==== ENTRIES SHOWN

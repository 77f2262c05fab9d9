//! Category repository

use std::collections::HashMap;

use catalog_core::{Category, Product};
use chrono::Utc;
use sqlx::SqlitePool;

use super::{fetch_all_live, fetch_live, soft_delete, ProductRepo};
use crate::error::DbResult;
use crate::query::{Condition, ProductQuery};

/// Category repository
pub struct CategoryRepo<'a> {
    pool: &'a SqlitePool,
}

impl<'a> CategoryRepo<'a> {
    pub fn new(pool: &'a SqlitePool) -> Self {
        Self { pool }
    }

    /// Insert a category, filling in its id and timestamps.
    pub async fn create(&self, category: &mut Category) -> DbResult<()> {
        category.validate()?;

        let now = Utc::now();
        let (id,): (i64,) = sqlx::query_as(
            "INSERT INTO categories (created_at, updated_at, name) VALUES (?, ?, ?) RETURNING id",
        )
        .bind(now)
        .bind(now)
        .bind(&category.name)
        .fetch_one(self.pool)
        .await?;

        category.meta.id = id;
        category.meta.created_at = now;
        category.meta.updated_at = now;
        tracing::debug!(id, name = %category.name, "created category");
        Ok(())
    }

    pub async fn get(&self, id: i64) -> DbResult<Category> {
        fetch_live(self.pool, id).await
    }

    /// First live category with exactly this name, lowest id first.
    pub async fn first_by_name(&self, name: &str) -> DbResult<Option<Category>> {
        let category = sqlx::query_as(
            r#"
            SELECT * FROM categories
            WHERE name = ? AND deleted_at IS NULL
            ORDER BY id ASC
            LIMIT 1
            "#,
        )
        .bind(name)
        .fetch_optional(self.pool)
        .await?;
        Ok(category)
    }

    pub async fn list(&self) -> DbResult<Vec<Category>> {
        fetch_all_live(self.pool).await
    }

    /// Categories with their products loaded through `products`.
    ///
    /// The product query's own filters and preloads apply, so
    /// `ProductQuery::new().with_serial()` resolves
    /// category -> products -> serial in three queries.
    /// Any limit/offset on `products` applies across all categories.
    pub async fn list_with_products(&self, products: ProductQuery) -> DbResult<Vec<Category>> {
        let mut categories = self.list().await?;
        if categories.is_empty() {
            return Ok(categories);
        }

        let ids = categories.iter().map(|c| c.meta.id).collect();
        let loaded = ProductRepo::new(self.pool)
            .list(&products.filter(Condition::CategoryIn(ids)))
            .await?;

        let mut by_category: HashMap<i64, Vec<Product>> = HashMap::new();
        for product in loaded {
            by_category.entry(product.category_id).or_default().push(product);
        }
        for category in &mut categories {
            category.products = by_category.remove(&category.meta.id).unwrap_or_default();
        }
        Ok(categories)
    }

    pub async fn soft_delete(&self, id: i64) -> DbResult<()> {
        soft_delete::<Category>(self.pool, id).await
    }
}
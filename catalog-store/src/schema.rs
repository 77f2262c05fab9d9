//! Schema creation for catalog tables
//!
//! `ensure_schema` creates whatever is missing and then checks that every
//! table carries the columns the repositories read. Existing tables are
//! never altered; a table missing a column is reported, not repaired.

use sqlx::{Sqlite, SqlitePool, Transaction};
use thiserror::Error;
use tracing::{debug, info};

/// Schema failure
#[derive(Debug, Error)]
pub enum SchemaError {
    #[error("failed to create {table}: {source}")]
    Statement {
        table: &'static str,
        source: sqlx::Error,
    },

    #[error("table {table} exists but has no column {column}")]
    MissingColumn {
        table: &'static str,
        column: &'static str,
    },
}

/// DDL for one table plus the columns the store depends on
#[derive(Debug, Clone, Copy)]
pub struct EntityDef {
    pub table: &'static str,
    pub create: &'static str,
    pub indexes: &'static [&'static str],
    pub columns: &'static [&'static str],
}

/// Catalog tables in foreign-key order
pub const CATALOG_SCHEMA: &[EntityDef] = &[
    EntityDef {
        table: "categories",
        create: r#"
            CREATE TABLE IF NOT EXISTS categories (
                id INTEGER PRIMARY KEY AUTOINCREMENT,
                created_at DATETIME NOT NULL,
                updated_at DATETIME NOT NULL,
                deleted_at DATETIME,
                name TEXT NOT NULL
            )
        "#,
        indexes: &[
            "CREATE INDEX IF NOT EXISTS idx_categories_deleted_at ON categories(deleted_at)",
        ],
        columns: &["id", "created_at", "updated_at", "deleted_at", "name"],
    },
    EntityDef {
        table: "branches",
        create: r#"
            CREATE TABLE IF NOT EXISTS branches (
                id INTEGER PRIMARY KEY AUTOINCREMENT,
                created_at DATETIME NOT NULL,
                updated_at DATETIME NOT NULL,
                deleted_at DATETIME,
                name TEXT NOT NULL
            )
        "#,
        indexes: &["CREATE INDEX IF NOT EXISTS idx_branches_deleted_at ON branches(deleted_at)"],
        columns: &["id", "created_at", "updated_at", "deleted_at", "name"],
    },
    EntityDef {
        table: "products",
        create: r#"
            CREATE TABLE IF NOT EXISTS products (
                id INTEGER PRIMARY KEY AUTOINCREMENT,
                created_at DATETIME NOT NULL,
                updated_at DATETIME NOT NULL,
                deleted_at DATETIME,
                name TEXT NOT NULL,
                price REAL NOT NULL,
                category_id INTEGER NOT NULL REFERENCES categories(id)
            )
        "#,
        indexes: &[
            "CREATE INDEX IF NOT EXISTS idx_products_category ON products(category_id)",
            "CREATE INDEX IF NOT EXISTS idx_products_deleted_at ON products(deleted_at)",
        ],
        columns: &[
            "id",
            "created_at",
            "updated_at",
            "deleted_at",
            "name",
            "price",
            "category_id",
        ],
    },
    EntityDef {
        table: "product_branches",
        create: r#"
            CREATE TABLE IF NOT EXISTS product_branches (
                product_id INTEGER NOT NULL REFERENCES products(id),
                branch_id INTEGER NOT NULL REFERENCES branches(id),
                PRIMARY KEY (product_id, branch_id)
            )
        "#,
        indexes: &[
            "CREATE INDEX IF NOT EXISTS idx_product_branches_branch ON product_branches(branch_id)",
        ],
        columns: &["product_id", "branch_id"],
    },
    EntityDef {
        table: "serials",
        create: r#"
            CREATE TABLE IF NOT EXISTS serials (
                id INTEGER PRIMARY KEY AUTOINCREMENT,
                created_at DATETIME NOT NULL,
                updated_at DATETIME NOT NULL,
                deleted_at DATETIME,
                number TEXT NOT NULL,
                product_id INTEGER NOT NULL REFERENCES products(id)
            )
        "#,
        indexes: &[
            // One live serial per product
            "CREATE UNIQUE INDEX IF NOT EXISTS ux_serials_product ON serials(product_id) WHERE deleted_at IS NULL",
            "CREATE INDEX IF NOT EXISTS idx_serials_deleted_at ON serials(deleted_at)",
        ],
        columns: &[
            "id",
            "created_at",
            "updated_at",
            "deleted_at",
            "number",
            "product_id",
        ],
    },
];

/// Create missing tables, verify their columns, then create indexes.
///
/// All statements run in one transaction; running twice is a no-op.
pub async fn ensure_schema(pool: &SqlitePool, defs: &[EntityDef]) -> Result<(), SchemaError> {
    info!(tables = defs.len(), "ensuring schema");

    let mut tx = pool.begin().await.map_err(|source| SchemaError::Statement {
        table: "schema",
        source,
    })?;

    for def in defs {
        execute(&mut tx, def.table, def.create).await?;
        check_columns(&mut tx, def).await?;
        for sql in def.indexes {
            execute(&mut tx, def.table, sql).await?;
        }
        debug!(table = def.table, "table ready");
    }

    tx.commit().await.map_err(|source| SchemaError::Statement {
        table: "schema",
        source,
    })?;

    info!("schema ready");
    Ok(())
}

async fn execute(
    tx: &mut Transaction<'_, Sqlite>,
    table: &'static str,
    sql: &str,
) -> Result<(), SchemaError> {
    sqlx::query(sql)
        .execute(&mut **tx)
        .await
        .map_err(|source| SchemaError::Statement { table, source })?;
    Ok(())
}

async fn check_columns(
    tx: &mut Transaction<'_, Sqlite>,
    def: &EntityDef,
) -> Result<(), SchemaError> {
    let existing: Vec<(String,)> = sqlx::query_as("SELECT name FROM pragma_table_info(?)")
        .bind(def.table)
        .fetch_all(&mut **tx)
        .await
        .map_err(|source| SchemaError::Statement {
            table: def.table,
            source,
        })?;

    match def
        .columns
        .iter()
        .copied()
        .find(|column| !existing.iter().any(|(name,)| name.as_str() == *column))
    {
        Some(column) => Err(SchemaError::MissingColumn {
            table: def.table,
            column,
        }),
        None => Ok(()),
    }
}
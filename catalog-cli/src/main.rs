//! catalog CLI - product catalog on SQLite
//!
//! Entry point for the `catalog` binary, which provides:
//! - Schema creation (`migrate`)
//! - Reference data (`seed`)
//! - A guided tour of lookups, filters, updates and preloads (`walkthrough`, the default)
//! - Filtered, paginated listing (`products`)

use std::path::PathBuf;

use anyhow::{Context, Result};
use catalog_core::CatalogConfig;
use clap::{Parser, Subcommand};
use tracing::debug;

mod commands;
mod seed;
mod tracing_setup;
mod ui;
mod walkthrough;

use tracing_setup::{init_tracing, TracingConfig};

#[derive(Parser, Debug)]
#[command(
    name = "catalog",
    author,
    version,
    about = "Product catalog with branches, categories and serial numbers on SQLite",
    long_about = "Seed and query a small product catalog. Without a subcommand, runs the \
                  walkthrough: seed, look up, filter, rename and preload relations."
)]
struct Cli {
    /// Database URL (e.g. sqlite:catalog.db, sqlite::memory:)
    #[arg(long, env = "DATABASE_URL", global = true)]
    database_url: Option<String>,

    /// Config file (default: ~/.catalog/config.toml when present)
    #[arg(long, global = true)]
    config: Option<PathBuf>,

    /// Enable debug logging
    #[arg(long, global = true)]
    debug: bool,

    /// Suppress progress spinners (for script consumption)
    #[arg(long, short = 'q', global = true)]
    quiet: bool,

    #[command(subcommand)]
    command: Option<Commands>,
}

#[derive(Subcommand, Debug)]
enum Commands {
    /// Create missing tables and indexes
    Migrate,
    /// Insert the reference branches, categories and products
    Seed,
    /// Seed, then run every lookup, filter, update and preload (default)
    Walkthrough,
    /// List products with filters, preloads and pagination
    Products(commands::products::ProductsArgs),
}

fn load_config(cli: &Cli) -> Result<CatalogConfig> {
    let config = CatalogConfig::load(cli.config.as_deref())
        .context("Failed to load configuration")?
        .with_database_url(cli.database_url.clone());
    config.validate().context("Invalid configuration")?;
    Ok(config)
}

#[tokio::main]
async fn main() -> Result<()> {
    // .env must be loaded before clap reads DATABASE_URL
    dotenvy::dotenv().ok();
    let cli = Cli::parse();

    init_tracing(&TracingConfig { debug: cli.debug }).ok();
    ui::init_quiet_mode(cli.quiet);

    let config = load_config(&cli)?;
    debug!(url = %config.database.url, "resolved database");

    match cli.command.unwrap_or(Commands::Walkthrough) {
        Commands::Migrate => commands::run_migrate(&config).await?,
        Commands::Seed => commands::run_seed(&config).await?,
        Commands::Walkthrough => commands::run_walkthrough(&config).await?,
        Commands::Products(args) => commands::run_products(&config, args).await?,
    }
    Ok(())
}
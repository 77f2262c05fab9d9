//! Error types for catalog-store

use catalog_core::ValidationError;
use thiserror::Error;

use crate::schema::SchemaError;

pub type DbResult<T> = Result<T, DbError>;

/// Database error type
#[derive(Debug, Error)]
pub enum DbError {
    #[error("database error: {0}")]
    Sqlx(#[from] sqlx::Error),

    #[error(transparent)]
    Schema(#[from] SchemaError),

    #[error("not found: {resource} '{id}'")]
    NotFound { resource: &'static str, id: String },

    #[error("invalid {0}")]
    Validation(#[from] ValidationError),

    #[error("product '{product}' has no category")]
    MissingCategory { product: String },

    #[error("{resource} '{name}' must be saved first")]
    Unsaved { resource: &'static str, name: String },
}

impl DbError {
    pub fn not_found(resource: &'static str, id: impl ToString) -> Self {
        Self::NotFound {
            resource,
            id: id.to_string(),
        }
    }

    /// True for the "no such live row" signal of point lookups.
    pub fn is_not_found(&self) -> bool {
        matches!(self, Self::NotFound { .. })
    }
}

#[cfg(test)]
mod tests {
    use super::*;

    #[test]
    fn not_found_display() {
        let err = DbError::not_found("product", 42);
        assert_eq!(err.to_string(), "not found: product '42'");
        assert!(err.is_not_found());
    }

    #[test]
    fn validation_display() {
        let err: DbError = ValidationError::Empty {
            field: "branch name",
        }
        .into();
        assert_eq!(err.to_string(), "invalid branch name cannot be empty");
        assert!(!err.is_not_found());
    }

    #[test]
    fn unsaved_display() {
        let err = DbError::Unsaved {
            resource: "branch",
            name: "Matriz".into(),
        };
        assert_eq!(err.to_string(), "branch 'Matriz' must be saved first");
    }
}
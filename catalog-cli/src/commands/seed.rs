//! `catalog seed`: write the reference branches, categories and products

use std::io::{self, Write};

use anyhow::Result;
use catalog_core::CatalogConfig;

use super::open_store;
use crate::seed::seed;

pub async fn run_seed(config: &CatalogConfig) -> Result<()> {
    let store = open_store(config).await?;

    let mut out = io::stdout().lock();
    seed(&store, &mut out).await?;
    out.flush()?;

    store.close().await;
    Ok(())
}
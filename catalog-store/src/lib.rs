//! SQLite persistence for the product catalog
//!
//! [`Store`] owns the connection pool and hands out one repository per
//! entity. Every repository hides soft-deleted rows unless asked otherwise,
//! and product listings are always ordered by id.
//!
//! ```no_run
//! # async fn run() -> catalog_store::DbResult<()> {
//! use catalog_store::{ProductQuery, Store};
//!
//! let store = Store::connect("sqlite::memory:", 1).await?;
//! store.ensure_schema().await?;
//!
//! let expensive = store
//!     .products()
//!     .list(&ProductQuery::new().price_gt(500.0).with_category())
//!     .await?;
//! # let _ = expensive;
//! # Ok(())
//! # }
//! ```

pub mod error;
pub mod pool;
pub mod preload;
pub mod query;
pub mod repos;
pub mod schema;

pub use error::{DbError, DbResult};
pub use pool::{create_pool, create_pool_with_options, DEFAULT_MAX_CONNECTIONS};
pub use query::{Condition, Preload, ProductQuery};
pub use repos::{BranchRepo, CategoryRepo, ProductRepo, SerialRepo};
pub use schema::{ensure_schema, EntityDef, SchemaError, CATALOG_SCHEMA};

use sqlx::SqlitePool;

/// Handle to the catalog database
#[derive(Clone)]
pub struct Store {
    pool: SqlitePool,
}

impl Store {
    /// Open (creating if needed) the database at `url`.
    pub async fn connect(url: &str, max_connections: u32) -> DbResult<Self> {
        let pool = create_pool_with_options(url, max_connections).await?;
        Ok(Self { pool })
    }

    pub fn new(pool: SqlitePool) -> Self {
        Self { pool }
    }

    pub fn pool(&self) -> &SqlitePool {
        &self.pool
    }

    /// Create the catalog tables and indexes if missing.
    pub async fn ensure_schema(&self) -> DbResult<()> {
        ensure_schema(&self.pool, CATALOG_SCHEMA).await?;
        Ok(())
    }

    pub fn products(&self) -> ProductRepo<'_> {
        ProductRepo::new(&self.pool)
    }

    pub fn categories(&self) -> CategoryRepo<'_> {
        CategoryRepo::new(&self.pool)
    }

    pub fn branches(&self) -> BranchRepo<'_> {
        BranchRepo::new(&self.pool)
    }

    pub fn serials(&self) -> SerialRepo<'_> {
        SerialRepo::new(&self.pool)
    }

    pub async fn close(&self) {
        self.pool.close().await;
    }
}
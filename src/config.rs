use std::path::{Path, PathBuf};

use serde::Deserialize;

use crate::world::players::{SpawnArea, MAX_PLAYERS};

pub const CONFIG_FILE_NAME: &str = "plaza.yaml";
const DEFAULT_BIND_ADDR: &str = "0.0.0.0:7575";
const DEFAULT_WINDOW_W: i32 = 500;
const DEFAULT_WINDOW_H: i32 = 500;

#[derive(Debug)]
pub struct AppConfig {
    pub root: PathBuf,
    pub bind_addr: String,
    pub max_clients: usize,
    pub window_w: i32,
    pub window_h: i32,
    pub spawn_area: SpawnArea,
}

/// Optional `plaza.yaml` under the data root. Anything absent falls back to
/// the built-in defaults; the bind address can still be overridden by the
/// second positional argument or PLAZA_BIND_ADDR.
#[derive(Debug, Default, Deserialize)]
struct ConfigFile {
    bind_addr: Option<String>,
    max_clients: Option<usize>,
    window: Option<WindowSection>,
    spawn: Option<SpawnSection>,
}

#[derive(Debug, Deserialize)]
struct WindowSection {
    width: i32,
    height: i32,
}

#[derive(Debug, Deserialize)]
struct SpawnSection {
    min_x: i32,
    min_y: i32,
    max_x: i32,
    max_y: i32,
}

impl AppConfig {
    pub fn from_args(args: &[String]) -> Result<Self, String> {
        if args.len() < 2 {
            return Err("usage: plaza <data-root> [bind_addr]".to_string());
        }

        let root = Path::new(&args[1]).to_path_buf();
        let file = load_config_file(&root.join(CONFIG_FILE_NAME))?;

        let bind_addr = if args.len() > 2 {
            args[2].clone()
        } else {
            std::env::var("PLAZA_BIND_ADDR")
                .ok()
                .and_then(|value| {
                    let trimmed = value.trim();
                    if trimmed.is_empty() {
                        None
                    } else {
                        Some(trimmed.to_string())
                    }
                })
                .or(file.bind_addr)
                .unwrap_or_else(|| DEFAULT_BIND_ADDR.to_string())
        };

        let max_clients = file.max_clients.unwrap_or(MAX_PLAYERS);
        let (window_w, window_h) = match file.window {
            Some(window) => (window.width, window.height),
            None => (DEFAULT_WINDOW_W, DEFAULT_WINDOW_H),
        };
        let spawn_area = match file.spawn {
            Some(spawn) => SpawnArea {
                min_x: spawn.min_x,
                min_y: spawn.min_y,
                max_x: spawn.max_x,
                max_y: spawn.max_y,
            },
            None => SpawnArea::default(),
        };

        let config = Self {
            root,
            bind_addr,
            max_clients,
            window_w,
            window_h,
            spawn_area,
        };
        config.validate()?;
        Ok(config)
    }

    fn validate(&self) -> Result<(), String> {
        if self.max_clients == 0 {
            return Err("max_clients must be at least 1".to_string());
        }
        if self.window_w <= 0 || self.window_h <= 0 {
            return Err("window dimensions must be positive".to_string());
        }
        let spawn = &self.spawn_area;
        if spawn.min_x > spawn.max_x || spawn.min_y > spawn.max_y {
            return Err("spawn area bounds are inverted".to_string());
        }
        if spawn.min_x < 0
            || spawn.min_y < 0
            || spawn.max_x >= self.window_w
            || spawn.max_y >= self.window_h
        {
            return Err("spawn area must lie inside the window".to_string());
        }
        Ok(())
    }
}

fn load_config_file(path: &Path) -> Result<ConfigFile, String> {
    match std::fs::read_to_string(path) {
        Ok(text) => serde_yaml::from_str(&text)
            .map_err(|err| format!("config parse {} failed: {}", path.display(), err)),
        Err(err) if err.kind() == std::io::ErrorKind::NotFound => Ok(ConfigFile::default()),
        Err(err) => Err(format!("config read {} failed: {}", path.display(), err)),
    }
}

#[cfg(test)]
mod tests {
    use super::*;

    #[test]
    fn config_file_parses_all_sections() {
        let text = "\
bind_addr: 127.0.0.1:9000
max_clients: 8
window:
  width: 640
  height: 480
spawn:
  min_x: 50
  min_y: 60
  max_x: 600
  max_y: 400
";
        let file: ConfigFile = serde_yaml::from_str(text).expect("parse yaml");
        assert_eq!(file.bind_addr.as_deref(), Some("127.0.0.1:9000"));
        assert_eq!(file.max_clients, Some(8));
        let window = file.window.expect("window section");
        assert_eq!((window.width, window.height), (640, 480));
        let spawn = file.spawn.expect("spawn section");
        assert_eq!(spawn.max_y, 400);
    }

    #[test]
    fn empty_config_file_uses_defaults() {
        let file: ConfigFile = serde_yaml::from_str("{}").expect("parse yaml");
        assert!(file.bind_addr.is_none());
        assert!(file.window.is_none());
    }

    #[test]
    fn validation_rejects_bad_geometry() {
        let mut config = AppConfig {
            root: PathBuf::from("."),
            bind_addr: DEFAULT_BIND_ADDR.to_string(),
            max_clients: MAX_PLAYERS,
            window_w: DEFAULT_WINDOW_W,
            window_h: DEFAULT_WINDOW_H,
            spawn_area: SpawnArea::default(),
        };
        assert!(config.validate().is_ok());

        config.spawn_area.max_x = config.window_w;
        assert!(config.validate().is_err());

        config.spawn_area = SpawnArea {
            min_x: 200,
            min_y: 100,
            max_x: 100,
            max_y: 400,
        };
        assert!(config.validate().is_err());

        config.spawn_area = SpawnArea::default();
        config.max_clients = 0;
        assert!(config.validate().is_err());
    }

    #[test]
    fn missing_config_file_is_not_an_error() {
        let file =
            load_config_file(Path::new("/nonexistent/plaza.yaml")).expect("default config");
        assert!(file.bind_addr.is_none());
    }
}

========

-- EXERCISE REQUIREMENTS --
For each line above that contains the word "global", copy that line.

-- EXERCISE OUTPUT --
    #[arg(long, env = "DATABASE_URL", global = true)]
    #[arg(long, global = true)]
    #[arg(long, global = true)]
    #[arg(long, short = 'q', global = true)]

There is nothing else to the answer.